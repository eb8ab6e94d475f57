// BSD 3-Clause License
// Copyright (c) 2025, NØNOS - NOXTERM
//! Configuration error types

use std::path::PathBuf;

#[derive(Debug, thiserror::Error)]
pub enum ConfigError {
    #[error("Unable to determine working directory: {0}")]
    WorkingDirectory(#[source] std::io::Error),

    #[error("Unable to read {}: {source}", path.display())]
    Io {
        path: PathBuf,
        #[source]
        source: std::io::Error,
    },

    #[error("Configuration file {} is empty", path.display())]
    EmptyFile { path: PathBuf },

    #[error("Invalid format on line {line}: {content}")]
    InvalidLine { line: usize, content: String },

    #[error("Key '{key}' is not allowed. Allowed keys: {allowed}")]
    KeyNotAllowed { key: String, allowed: String },

    #[error("Missing required environment variables: {}", keys.join(", "))]
    MissingRequired { keys: Vec<String> },

    #[error("Invalid value for {key}: '{value}' - {reason}")]
    InvalidValue {
        key: String,
        value: String,
        reason: String,
    },

    #[error("Parse error for {key}: {message}")]
    ParseError { key: String, message: String },
}
// BSD 3-Clause License
// Copyright (c) 2025, NØNOS - NOXTERM
//
//! Configuration validation

use tracing::warn;

use super::error::ConfigError;
use super::types::{Config, KEY_ADMIN_KEY, KEY_MONGODB_URI, KEY_PORT};

impl Config {
    pub fn validate(&self) -> Result<(), ConfigError> {
        if self.server.port == 0 {
            return Err(ConfigError::InvalidValue {
                key: KEY_PORT.to_string(),
                value: "0".to_string(),
                reason: "Port cannot be 0".to_string(),
            });
        }

        if !self.database.uri.starts_with("mongodb://")
            && !self.database.uri.starts_with("mongodb+srv://")
        {
            warn!("{} does not use a mongodb:// or mongodb+srv:// scheme", KEY_MONGODB_URI);
        }

        if self.is_production() {
            let uri = &self.database.uri;
            if uri.contains("localhost") || uri.contains("127.0.0.1") {
                warn!("{} points at a local database in production", KEY_MONGODB_URI);
            }
            if self.admin.key.len() < 16 {
                warn!("{} is shorter than 16 characters in production", KEY_ADMIN_KEY);
            }
        }

        Ok(())
    }
}
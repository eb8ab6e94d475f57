// BSD 3-Clause License
// Copyright (c) 2025, NØNOS - NOXTERM
//! HTTP API error types

use std::fmt;
#[derive(Debug)]
pub enum ApiError {
    ClientBuildFailed(String),
    RequestFailed(String),
    UnexpectedStatus { status: u16, body: String },
    InvalidResponse(String),
}

impl ApiError {
    pub fn status(&self) -> Option<u16> {
        match self {
            ApiError::UnexpectedStatus { status, .. } => Some(*status),
            _ => None,
        }
    }
}

impl fmt::Display for ApiError {
    fn fmt(&self, f: &mut fmt::Formatter<'_>) -> fmt::Result {
        match self {
            ApiError::ClientBuildFailed(msg) => write!(f, "HTTP client setup failed: {}", msg),
            ApiError::RequestFailed(msg) => write!(f, "Request failed: {}", msg),
            ApiError::UnexpectedStatus { status, body } => {
                write!(f, "Unexpected status {}: {}", status, body)
            }
            ApiError::InvalidResponse(msg) => write!(f, "Invalid response body: {}", msg),
        }
    }
}

impl std::error::Error for ApiError {}
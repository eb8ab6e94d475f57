use std::env;
use std::fs;
use std::path::Path;

fn main() {
    println!("cargo:rerun-if-changed=build.rs");
    println!("cargo:rerun-if-env-changed=GIT_HASH");

    let out_dir = env::var_os("OUT_DIR").expect("OUT_DIR is set by cargo");
    let build_time = chrono::Utc::now().to_rfc3339();
    fs::write(Path::new(&out_dir).join("build_time.txt"), &build_time)
        .expect("write build_time.txt");

    println!("cargo:rustc-env=BUILD_TIME={}", build_time);
    let hash = env::var("GIT_HASH").unwrap_or_else(|_| "unknown".to_string());
    println!("cargo:rustc-env=GIT_HASH={}", hash);
}
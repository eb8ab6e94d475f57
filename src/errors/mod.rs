// BSD 3-Clause License
// Copyright (c) 2025, NØNOS - NOXTERM

mod api;

pub use api::ApiError;
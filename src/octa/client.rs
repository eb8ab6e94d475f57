// BSD 3-Clause License
// Copyright (c) 2025, NØNOS - NOXTERM
//! Octadesk REST client

use async_trait::async_trait;
use reqwest::{Client, StatusCode};
use serde::de::DeserializeOwned;
use std::time::Duration;
use tracing::debug;

use super::models::{Chat, Message};
use super::ChatApi;
use crate::config::OctaConfig;
use crate::errors::ApiError;

pub const DEFAULT_BASE_URL: &str = "https://artearena.api004.octadesk.services";

/// First page of the chat search, newest first.
const CHAT_SEARCH_QUERY: &str =
    "page=1&limit=100&sort[direction]=desc&sort[property]=createdAt";

const REQUEST_TIMEOUT: Duration = Duration::from_secs(30);

#[derive(Clone)]
pub struct OctaClient {
    http: Client,
    base_url: String,
    api_key: String,
}

impl OctaClient {
    pub fn new(config: &OctaConfig) -> Result<Self, ApiError> {
        Self::with_base_url(config, DEFAULT_BASE_URL)
    }

    pub fn with_base_url(config: &OctaConfig, base_url: &str) -> Result<Self, ApiError> {
        let http = Client::builder()
            .timeout(REQUEST_TIMEOUT)
            .build()
            .map_err(|e| ApiError::ClientBuildFailed(e.to_string()))?;

        Ok(Self {
            http,
            base_url: base_url.trim_end_matches('/').to_string(),
            api_key: config.api_key.clone(),
        })
    }

    pub fn chats_url(&self) -> String {
        format!("{}/chat?{}", self.base_url, CHAT_SEARCH_QUERY)
    }

    pub fn messages_url(&self, chat_id: &str) -> String {
        format!("{}/chat/{}/messages", self.base_url, chat_id)
    }

    /// Chat search response body, undecoded.
    pub async fn list_chats_raw(&self) -> Result<String, ApiError> {
        self.get_text(&self.chats_url()).await
    }

    async fn get_text(&self, url: &str) -> Result<String, ApiError> {
        debug!("GET {}", url);
        let res = self
            .http
            .get(url)
            .header("accept", "application/json")
            .header("X-API-KEY", &self.api_key)
            .send()
            .await
            .map_err(|e| ApiError::RequestFailed(e.to_string()))?;

        let status = res.status();
        let body = res
            .text()
            .await
            .map_err(|e| ApiError::RequestFailed(format!("reading response body: {}", e)))?;

        if status != StatusCode::OK {
            return Err(ApiError::UnexpectedStatus {
                status: status.as_u16(),
                body,
            });
        }

        Ok(body)
    }

    async fn get_json<T: DeserializeOwned>(&self, url: &str) -> Result<T, ApiError> {
        let body = self.get_text(url).await?;
        serde_json::from_str(&body).map_err(|e| ApiError::InvalidResponse(e.to_string()))
    }
}

#[async_trait]
impl ChatApi for OctaClient {
    async fn list_chats(&self) -> Result<Vec<Chat>, ApiError> {
        self.get_json(&self.chats_url()).await
    }

    async fn chat_messages(&self, chat_id: &str) -> Result<Vec<Message>, ApiError> {
        self.get_json(&self.messages_url(chat_id)).await
    }
}
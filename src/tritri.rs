// Copyright 2017 Matthew Plant. This file is part of PDFEM.
//
// PDFEM is free software: you can redistribute it and/or modify
// it under the terms of the GNU Lesser General Public License as published by
// the Free Software Foundation, either version 3 of the License, or
// (at your option) any later version.
//
// PDFEM is distributed in the hope that it will be useful,
// but WITHOUT ANY WARRANTY; without even the implied warranty of
// MERCHANTABILITY or FITNESS FOR A PARTICULAR PURPOSE.  See the
// GNU Lesser General Public License for more details.
//
// You should have received a copy of the GNU Lesser General Public License
// along with PDFEM. If not, see <http://www.gnu.org/licenses/>.

//! Triangle/triangle intersection with the intersection segment, after
//! Möller's interval test, and ray/triangle intersection.

use cgmath::{InnerSpace, Vector2, Vector3, Zero};

use crate::geom::{Real, Segment, Triangle, COLLISION_EPSILON};

/// Names the edge of one of the two input triangles that produced a segment
/// endpoint. Edge `e` is the edge opposite vertex `e`.
#[derive(Copy, Clone, Debug, PartialEq, Eq)]
pub struct EdgeRef {
    pub triangle: usize,
    pub edge: usize,
}

/// Result of a successful triangle/triangle test. Index 0 refers to the first
/// argument, index 1 to the second.
#[derive(Copy, Clone, Debug)]
pub struct TriTriIntersection {
    pub coplanar: bool,
    /// Bit `i` set when vertex `i` lies strictly behind the other plane.
    pub inside: [u8; 2],
    /// Bit `i` set when vertex `i` lies on the other plane.
    pub on_plane: [u8; 2],
    pub normals: [Vector3<Real>; 2],
    /// Degenerates to a point for coplanar contacts.
    pub segment: Segment,
    /// Producer of each segment endpoint; `None` for coplanar contacts.
    pub sources: [Option<EdgeRef>; 2],
}

impl TriTriIntersection {
    /// Mask of the edges of `triangle` that produced a segment endpoint.
    pub fn code(&self, triangle: usize) -> u8 {
        self.sources
            .iter()
            .flatten()
            .filter(|s| s.triangle == triangle)
            .fold(0, |mask, s| mask | (1u8 << s.edge))
    }

    /// Segment endpoints paired with their producing edge.
    pub fn endpoints(&self) -> [(Vector3<Real>, Option<EdgeRef>); 2] {
        [(self.segment.a, self.sources[0]), (self.segment.b, self.sources[1])]
    }

    /// The same intersection as seen with the arguments exchanged.
    pub fn swapped(&self) -> Self {
        let flip = |s: Option<EdgeRef>| {
            s.map(|e| EdgeRef {
                triangle: 1 - e.triangle,
                edge: e.edge,
            })
        };
        TriTriIntersection {
            coplanar: self.coplanar,
            inside: [self.inside[1], self.inside[0]],
            on_plane: [self.on_plane[1], self.on_plane[0]],
            normals: [self.normals[1], self.normals[0]],
            segment: self.segment,
            sources: [flip(self.sources[0]), flip(self.sources[1])],
        }
    }
}

fn signed_distances(t: &Triangle, n: Vector3<Real>, origin: Vector3<Real>) -> [Real; 3] {
    let mut d = [n.dot(t.a - origin), n.dot(t.b - origin), n.dot(t.c - origin)];
    for di in d.iter_mut() {
        if di.abs() < COLLISION_EPSILON {
            *di = 0.0;
        }
    }
    d
}

#[inline]
fn same_side(d: &[Real; 3]) -> bool {
    d[0] * d[1] > 0.0 && d[0] * d[2] > 0.0
}

fn masks(d: &[Real; 3]) -> (u8, u8) {
    d.iter().enumerate().fold((0, 0), |(inside, on), (i, &di)| {
        if di < 0.0 {
            (inside | (1 << i), on)
        } else if di == 0.0 {
            (inside, on | (1 << i))
        } else {
            (inside, on)
        }
    })
}

/// Where a triangle crosses the other plane: two points ordered by their
/// projection `t` on the intersection line, and the edge that produced each.
struct Crossing {
    t: [Real; 2],
    p: [Vector3<Real>; 2],
    edge: [usize; 2],
}

fn edge_point(a: Vector3<Real>, b: Vector3<Real>, da: Real, db: Real) -> Vector3<Real> {
    let denom = da - db;
    if denom.abs() < Real::EPSILON {
        a
    } else {
        a + (b - a) * (da / denom)
    }
}

fn crossing(tri: &Triangle, d: &[Real; 3], dir: Vector3<Real>) -> Crossing {
    // The apex is the vertex alone on its side of the plane.
    let apex = if d[0] * d[1] > 0.0 {
        2
    } else if d[0] * d[2] > 0.0 {
        1
    } else if d[1] * d[2] > 0.0 || d[0] != 0.0 {
        0
    } else if d[1] != 0.0 {
        1
    } else {
        2
    };
    let (o1, o2) = ((apex + 1) % 3, (apex + 2) % 3);
    let va = tri.vertex(apex);
    let p1 = edge_point(va, tri.vertex(o1), d[apex], d[o1]);
    let p2 = edge_point(va, tri.vertex(o2), d[apex], d[o2]);
    let (t1, t2) = (dir.dot(p1), dir.dot(p2));
    if t1 <= t2 {
        Crossing {
            t: [t1, t2],
            p: [p1, p2],
            edge: [o2, o1],
        }
    } else {
        Crossing {
            t: [t2, t1],
            p: [p2, p1],
            edge: [o1, o2],
        }
    }
}

/// Tests two triangles for intersection. Returns `None` when they are
/// disjoint or either is degenerate.
pub fn tri_tri_intersect(t1: &Triangle, t2: &Triangle) -> Option<TriTriIntersection> {
    let n1 = t1.normal();
    let n2 = t2.normal();
    if n1 == Vector3::zero() || n2 == Vector3::zero() {
        return None;
    }

    let d2 = signed_distances(t2, n1, t1.a);
    if same_side(&d2) {
        return None;
    }
    let d1 = signed_distances(t1, n2, t2.a);
    if same_side(&d1) {
        return None;
    }

    let (inside1, on1) = masks(&d1);
    let (inside2, on2) = masks(&d2);
    let dir = n1.cross(n2);

    if on1 == 0b111 || on2 == 0b111 || dir.magnitude2() < COLLISION_EPSILON * COLLISION_EPSILON {
        let p = coplanar_contact(t1, t2, n1, n2)?;
        return Some(TriTriIntersection {
            coplanar: true,
            inside: [inside1, inside2],
            on_plane: [on1, on2],
            normals: [n1, n2],
            segment: Segment { a: p, b: p },
            sources: [None, None],
        });
    }

    let c1 = crossing(t1, &d1, dir);
    let c2 = crossing(t2, &d2, dir);
    if c1.t[1] < c2.t[0] || c2.t[1] < c1.t[0] {
        return None;
    }

    let (a, sa) = if c1.t[0] >= c2.t[0] {
        (c1.p[0], EdgeRef { triangle: 0, edge: c1.edge[0] })
    } else {
        (c2.p[0], EdgeRef { triangle: 1, edge: c2.edge[0] })
    };
    let (b, sb) = if c1.t[1] <= c2.t[1] {
        (c1.p[1], EdgeRef { triangle: 0, edge: c1.edge[1] })
    } else {
        (c2.p[1], EdgeRef { triangle: 1, edge: c2.edge[1] })
    };

    Some(TriTriIntersection {
        coplanar: false,
        inside: [inside1, inside2],
        on_plane: [on1, on2],
        normals: [n1, n2],
        segment: Segment { a, b },
        sources: [Some(sa), Some(sb)],
    })
}

#[inline]
fn cross2(a: Vector2<Real>, b: Vector2<Real>) -> Real {
    a.x * b.y - a.y * b.x
}

/// Parameter along `a0 -> a1` where it crosses `b0 -> b1`.
fn segments_2d(
    a0: Vector2<Real>,
    a1: Vector2<Real>,
    b0: Vector2<Real>,
    b1: Vector2<Real>,
) -> Option<Real> {
    let r = a1 - a0;
    let s = b1 - b0;
    let denom = cross2(r, s);
    if denom.abs() < COLLISION_EPSILON * COLLISION_EPSILON {
        return None;
    }
    let qp = b0 - a0;
    let t = cross2(qp, s) / denom;
    let u = cross2(qp, r) / denom;
    if (0.0..=1.0).contains(&t) && (0.0..=1.0).contains(&u) {
        Some(t)
    } else {
        None
    }
}

fn point_in_triangle_2d(p: Vector2<Real>, t: &[Vector2<Real>; 3]) -> bool {
    let e0 = cross2(t[1] - t[0], p - t[0]);
    let e1 = cross2(t[2] - t[1], p - t[1]);
    let e2 = cross2(t[0] - t[2], p - t[2]);
    (e0 >= 0.0 && e1 >= 0.0 && e2 >= 0.0) || (e0 <= 0.0 && e1 <= 0.0 && e2 <= 0.0)
}

/// Single contact point for triangles sharing a plane: the first edge/edge
/// crossing, else a vertex of one contained in the other.
fn coplanar_contact(
    t1: &Triangle,
    t2: &Triangle,
    n1: Vector3<Real>,
    n2: Vector3<Real>,
) -> Option<Vector3<Real>> {
    let n = Vector3::new(n1.x.abs() + n2.x.abs(), n1.y.abs() + n2.y.abs(), n1.z.abs() + n2.z.abs());
    let project = |v: Vector3<Real>| -> Vector2<Real> {
        if n.x >= n.y && n.x >= n.z {
            Vector2::new(v.y, v.z)
        } else if n.y >= n.z {
            Vector2::new(v.x, v.z)
        } else {
            Vector2::new(v.x, v.y)
        }
    };
    let p1 = [project(t1.a), project(t1.b), project(t1.c)];
    let p2 = [project(t2.a), project(t2.b), project(t2.c)];

    for i in 0..3 {
        let (i0, i1) = (i, (i + 1) % 3);
        for j in 0..3 {
            let (j0, j1) = (j, (j + 1) % 3);
            if let Some(s) = segments_2d(p1[i0], p1[i1], p2[j0], p2[j1]) {
                let (a, b) = (t1.vertex(i0), t1.vertex(i1));
                return Some(a + (b - a) * s);
            }
        }
    }
    if point_in_triangle_2d(p1[0], &p2) {
        return Some(t1.a);
    }
    if point_in_triangle_2d(p2[0], &p1) {
        return Some(t2.a);
    }
    None
}

/// Ray parameter and barycentric coordinates of a ray/triangle hit.
#[derive(Copy, Clone, Debug, PartialEq)]
pub struct RayHit {
    pub t: Real,
    pub u: Real,
    pub v: Real,
}

/// Two-sided ray/triangle test (Möller-Trumbore). Hits behind the origin are
/// rejected.
pub fn ray_triangle(origin: Vector3<Real>, dir: Vector3<Real>, tri: &Triangle) -> Option<RayHit> {
    let e1 = tri.b - tri.a;
    let e2 = tri.c - tri.a;
    let pvec = dir.cross(e2);
    let det = e1.dot(pvec);
    if det.abs() < COLLISION_EPSILON {
        return None;
    }
    let inv_det = 1.0 / det;
    let tvec = origin - tri.a;
    let u = tvec.dot(pvec) * inv_det;
    if !(0.0..=1.0).contains(&u) {
        return None;
    }
    let qvec = tvec.cross(e1);
    let v = dir.dot(qvec) * inv_det;
    if v < 0.0 || u + v > 1.0 {
        return None;
    }
    let t = e2.dot(qvec) * inv_det;
    if t < 0.0 {
        return None;
    }
    Some(RayHit { t, u, v })
}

........

YOUR TASK:
Each line of the data that holds "page" should be reported.

RESPONSE BOX:
/// First page of the chat search, newest first.
    "page=1&limit=100&sort[direction]=desc&sort[property]=createdAt";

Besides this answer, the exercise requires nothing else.